DATA RECORDS ::
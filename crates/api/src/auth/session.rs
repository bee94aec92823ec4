use std::collections::HashMap;

use chrono::{DateTime, Duration, Utc};
use respawn_core::types::{Timestamp, Username};
use tokio::sync::RwLock;
use uuid::Uuid;

/// A logged-in clan member.
#[derive(Debug, Clone, PartialEq, Eq)]
pub struct Session {
    /// Opaque id carried in the session cookie.
    pub id: String,
    pub username: Username,
    pub created_at: Timestamp,
    pub expires_at: Timestamp,
}

impl Session {
    pub fn is_expired_at(&self, now: Timestamp) -> bool {
        self.expires_at <= now
    }
}

/// In-memory session registry.
///
/// Sessions do not survive a restart; members simply log in again.
/// Thread-safe via interior `RwLock`; designed to be wrapped in `Arc`.
pub struct SessionManager {
    sessions: RwLock<HashMap<String, Session>>,
    ttl: Duration,
}

impl SessionManager {
    pub fn new(ttl: Duration) -> Self {
        Self {
            sessions: RwLock::new(HashMap::new()),
            ttl,
        }
    }

    /// Start a session for an already-authenticated user.
    pub async fn create(&self, username: &str) -> Session {
        let now = Utc::now();
        let session = Session {
            id: Uuid::new_v4().simple().to_string(),
            username: username.to_string(),
            created_at: now,
            expires_at: now
                .checked_add_signed(self.ttl)
                .unwrap_or(DateTime::<Utc>::MAX_UTC),
        };
        self.sessions
            .write()
            .await
            .insert(session.id.clone(), session.clone());
        tracing::info!(username, "Session created");
        session
    }

    /// Look up a live session. Expired sessions are dropped and reported as absent.
    pub async fn get(&self, id: &str) -> Option<Session> {
        let now = Utc::now();
        {
            let sessions = self.sessions.read().await;
            match sessions.get(id) {
                None => return None,
                Some(session) if !session.is_expired_at(now) => return Some(session.clone()),
                Some(_) => {}
            }
        }

        if let Some(expired) = self.sessions.write().await.remove(id) {
            tracing::debug!(username = %expired.username, "Session expired");
        }
        None
    }

    /// End a session. Unknown ids are ignored.
    pub async fn remove(&self, id: &str) -> Option<Session> {
        let removed = self.sessions.write().await.remove(id);
        if let Some(session) = &removed {
            tracing::info!(username = %session.username, "Session ended");
        }
        removed
    }

    /// Drop every session that has expired. Returns how many were removed.
    pub async fn purge_expired(&self) -> usize {
        let now = Utc::now();
        let mut sessions = self.sessions.write().await;
        let before = sessions.len();
        sessions.retain(|_, s| !s.is_expired_at(now));
        before - sessions.len()
    }

    pub async fn count(&self) -> usize {
        self.sessions.read().await.len()
    }

    pub fn ttl(&self) -> Duration {
        self.ttl
    }
}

PROBLEM DETAILS ::
Return every line above that contains the word "async".

FINISHED TASK ::
    pub async fn create(&self, username: &str) -> Session {
    pub async fn get(&self, id: &str) -> Option<Session> {
    pub async fn remove(&self, id: &str) -> Option<Session> {
    pub async fn purge_expired(&self) -> usize {
    pub async fn count(&self) -> usize {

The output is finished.